Saved entries

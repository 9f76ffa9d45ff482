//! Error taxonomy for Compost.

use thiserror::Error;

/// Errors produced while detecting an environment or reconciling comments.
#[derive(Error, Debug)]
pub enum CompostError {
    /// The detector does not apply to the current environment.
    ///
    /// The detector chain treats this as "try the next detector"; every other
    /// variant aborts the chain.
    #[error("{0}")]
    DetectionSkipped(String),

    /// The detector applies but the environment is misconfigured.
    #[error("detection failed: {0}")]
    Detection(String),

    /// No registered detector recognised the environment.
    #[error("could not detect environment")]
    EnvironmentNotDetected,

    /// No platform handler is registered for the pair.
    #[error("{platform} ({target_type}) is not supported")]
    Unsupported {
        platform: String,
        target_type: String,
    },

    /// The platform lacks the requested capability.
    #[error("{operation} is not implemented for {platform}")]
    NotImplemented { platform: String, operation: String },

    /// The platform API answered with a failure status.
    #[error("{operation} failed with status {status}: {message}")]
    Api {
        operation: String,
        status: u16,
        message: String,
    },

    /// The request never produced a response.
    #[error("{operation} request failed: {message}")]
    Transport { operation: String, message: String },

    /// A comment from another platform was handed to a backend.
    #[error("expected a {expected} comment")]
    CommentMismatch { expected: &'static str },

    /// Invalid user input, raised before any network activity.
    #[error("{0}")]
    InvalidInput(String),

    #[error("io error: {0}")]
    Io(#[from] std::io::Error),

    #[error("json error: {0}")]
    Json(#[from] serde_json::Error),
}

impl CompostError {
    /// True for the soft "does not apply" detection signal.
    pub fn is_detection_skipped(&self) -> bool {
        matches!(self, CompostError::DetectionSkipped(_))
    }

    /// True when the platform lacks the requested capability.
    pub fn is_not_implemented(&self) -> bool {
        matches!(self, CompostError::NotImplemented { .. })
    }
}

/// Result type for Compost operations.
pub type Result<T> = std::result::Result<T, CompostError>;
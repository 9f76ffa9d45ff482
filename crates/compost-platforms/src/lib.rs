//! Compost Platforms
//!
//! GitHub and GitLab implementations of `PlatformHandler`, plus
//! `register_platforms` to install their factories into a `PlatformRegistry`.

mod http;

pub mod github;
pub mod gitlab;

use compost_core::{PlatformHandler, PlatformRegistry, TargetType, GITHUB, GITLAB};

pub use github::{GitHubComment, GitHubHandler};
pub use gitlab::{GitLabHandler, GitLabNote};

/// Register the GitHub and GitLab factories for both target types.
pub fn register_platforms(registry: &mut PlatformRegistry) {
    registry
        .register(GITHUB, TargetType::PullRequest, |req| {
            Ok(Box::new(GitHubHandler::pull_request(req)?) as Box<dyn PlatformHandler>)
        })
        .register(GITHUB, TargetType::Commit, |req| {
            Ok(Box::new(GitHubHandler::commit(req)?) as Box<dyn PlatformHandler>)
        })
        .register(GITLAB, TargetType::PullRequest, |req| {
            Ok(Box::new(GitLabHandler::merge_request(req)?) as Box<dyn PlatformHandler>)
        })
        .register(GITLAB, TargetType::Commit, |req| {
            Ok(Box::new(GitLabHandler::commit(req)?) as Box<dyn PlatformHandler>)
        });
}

**Exercise instructions**: Retype all of the entries exactly, please.

**Written answer**:
repository 9f76ffa9d45ff482
//! Error taxonomy for Compost.

use thiserror::Error;

/// Errors produced while detecting an environment or reconciling comments.
#[derive(Error, Debug)]
pub enum CompostError {
    /// The detector does not apply to the current environment.
    ///
    /// The detector chain treats this as "try the next detector"; every other
    /// variant aborts the chain.
    #[error("{0}")]
    DetectionSkipped(String),

    /// The detector applies but the environment is misconfigured.
    #[error("detection failed: {0}")]
    Detection(String),

    /// No registered detector recognised the environment.
    #[error("could not detect environment")]
    EnvironmentNotDetected,

    /// No platform handler is registered for the pair.
    #[error("{platform} ({target_type}) is not supported")]
    Unsupported {
        platform: String,
        target_type: String,
    },

    /// The platform lacks the requested capability.
    #[error("{operation} is not implemented for {platform}")]
    NotImplemented { platform: String, operation: String },

    /// The platform API answered with a failure status.
    #[error("{operation} failed with status {status}: {message}")]
    Api {
        operation: String,
        status: u16,
        message: String,
    },

    /// The request never produced a response.
    #[error("{operation} request failed: {message}")]
    Transport { operation: String, message: String },

    /// A comment from another platform was handed to a backend.
    #[error("expected a {expected} comment")]
    CommentMismatch { expected: &'static str },

    /// Invalid user input, raised before any network activity.
    #[error("{0}")]
    InvalidInput(String),

    #[error("io error: {0}")]
    Io(#[from] std::io::Error),

    #[error("json error: {0}")]
    Json(#[from] serde_json::Error),
}

impl CompostError {
    /// True for the soft "does not apply" detection signal.
    pub fn is_detection_skipped(&self) -> bool {
        matches!(self, CompostError::DetectionSkipped(_))
    }

    /// True when the platform lacks the requested capability.
    pub fn is_not_implemented(&self) -> bool {
        matches!(self, CompostError::NotImplemented { .. })
    }
}

/// Result type for Compost operations.
pub type Result<T> = std::result::Result<T, CompostError>;
repository 9f76ffa9d45ff482
filename crates/compost-platforms/src/lib.rs
//! Compost Platforms
//!
//! GitHub and GitLab implementations of `PlatformHandler`, plus
//! `register_platforms` to install their factories into a `PlatformRegistry`.

mod http;

pub mod github;
pub mod gitlab;

use compost_core::{PlatformHandler, PlatformRegistry, TargetType, GITHUB, GITLAB};

pub use github::{GitHubComment, GitHubHandler};
pub use gitlab::{GitLabHandler, GitLabNote};

/// Register the GitHub and GitLab factories for both target types.
pub fn register_platforms(registry: &mut PlatformRegistry) {
    registry
        .register(GITHUB, TargetType::PullRequest, |req| {
            Ok(Box::new(GitHubHandler::pull_request(req)?) as Box<dyn PlatformHandler>)
        })
        .register(GITHUB, TargetType::Commit, |req| {
            Ok(Box::new(GitHubHandler::commit(req)?) as Box<dyn PlatformHandler>)
        })
        .register(GITLAB, TargetType::PullRequest, |req| {
            Ok(Box::new(GitLabHandler::merge_request(req)?) as Box<dyn PlatformHandler>)
        })
        .register(GITLAB, TargetType::Commit, |req| {
            Ok(Box::new(GitLabHandler::commit(req)?) as Box<dyn PlatformHandler>)
        });
}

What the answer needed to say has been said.